If you have held SoundHound shares continuously since prior to May 10, 2024, you may have standing to hold SoundHound harmless from the alleged harm caused by the Company’s officers and directors by making them personally responsible. You may also be able to assist in reforming the Company’s corporate governance to prevent future wrongdoing. To learn more, visit: https://www.johnsonfistel.com/investigations/soundhound, or contact Johnson Fistel, PLLP at jimb@johnsonfistel.com or (619) 814-4471.
Complaint Allegations
The Complaint alleges that, throughout the Class Period, Defendants made materially false and misleading statements regarding the Company’s business, operations, and prospects.

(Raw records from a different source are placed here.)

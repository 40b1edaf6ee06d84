//! Mismatch diagnostics sink.
//!
//! When verification finds diverging bytes for a key, both versions are
//! dumped to disk for offline inspection. The recorder is injected into the
//! verifying decorator at construction rather than reached for through a
//! process-wide path singleton.

use std::fs;
use std::path::{Path, PathBuf};

use tracing::warn;

use strata_core::CacheKey;

/// Suffix for the bytes that were already in the inner backend.
const FROM_CACHE_SUFFIX: &str = "fromcache";
/// Suffix for the bytes the caller attempted to store.
const VERIFY_SUFFIX: &str = "verify";

/// Writes `<key>.fromcache` / `<key>.verify` raw byte dumps on mismatch.
///
/// All writes are best-effort: failures are logged and swallowed so the
/// verification path stays fire-and-forget.
#[derive(Debug, Clone)]
pub struct MismatchRecorder {
    dir: PathBuf,
}

impl MismatchRecorder {
    /// Create a recorder targeting `dir`. The directory is created lazily on
    /// first mismatch, not here.
    pub fn new(dir: impl Into<PathBuf>) -> Self {
        Self { dir: dir.into() }
    }

    /// The diagnostics directory.
    pub fn dir(&self) -> &Path {
        &self.dir
    }

    /// Dump both versions of `key`'s bytes.
    ///
    /// `from_cache` is what the inner backend held, `fresh` is what the
    /// caller just produced. Files are raw byte dumps with no header.
    pub fn record(&self, key: &CacheKey, from_cache: &[u8], fresh: &[u8]) {
        if let Err(err) = fs::create_dir_all(&self.dir) {
            warn!(
                key = %key,
                dir = %self.dir.display(),
                %err,
                "failed to create diagnostics directory; dropping mismatch dump"
            );
            return;
        }
        self.write_dump(key, FROM_CACHE_SUFFIX, from_cache);
        self.write_dump(key, VERIFY_SUFFIX, fresh);
    }

    /// Path the dump for `key` with `suffix` lands at.
    pub fn dump_path(&self, key: &CacheKey, suffix: &str) -> PathBuf {
        self.dir
            .join(format!("{}.{suffix}", key.sanitized_file_name()))
    }

    fn write_dump(&self, key: &CacheKey, suffix: &str, data: &[u8]) {
        let path = self.dump_path(key, suffix);
        if let Err(err) = fs::write(&path, data) {
            warn!(
                key = %key,
                path = %path.display(),
                %err,
                "failed to write mismatch dump"
            );
        }
    }
}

Specifically, the Complaint alleges Defendants made false and/or misleading statements and/or failed to disclose that: (i) the material weaknesses in SoundHound’s internal controls over financial reporting impaired the Company’s ability to effectively account for corporate acquisitions; (ii) in addition, the Company overstated the extent to which it had remediated, and/or its ability to remediate, the material weaknesses in its internal controls over financial reporting; (iii) as a result of the foregoing material weaknesses, SoundHound’s reported goodwill following the Amelia Acquisition was inflated and would need to be corrected; (iv) further, SoundHound would likely require extra time and expense to effectively account for the SYNQ3 and Amelia Acquisitions; (v) the foregoing increased the risk that the Company would be unable to timely file certain financial reports with the United States Securities and Exchange Commission; and (vi) as a result, the Company’s public statements were materially false and misleading at all relevant times.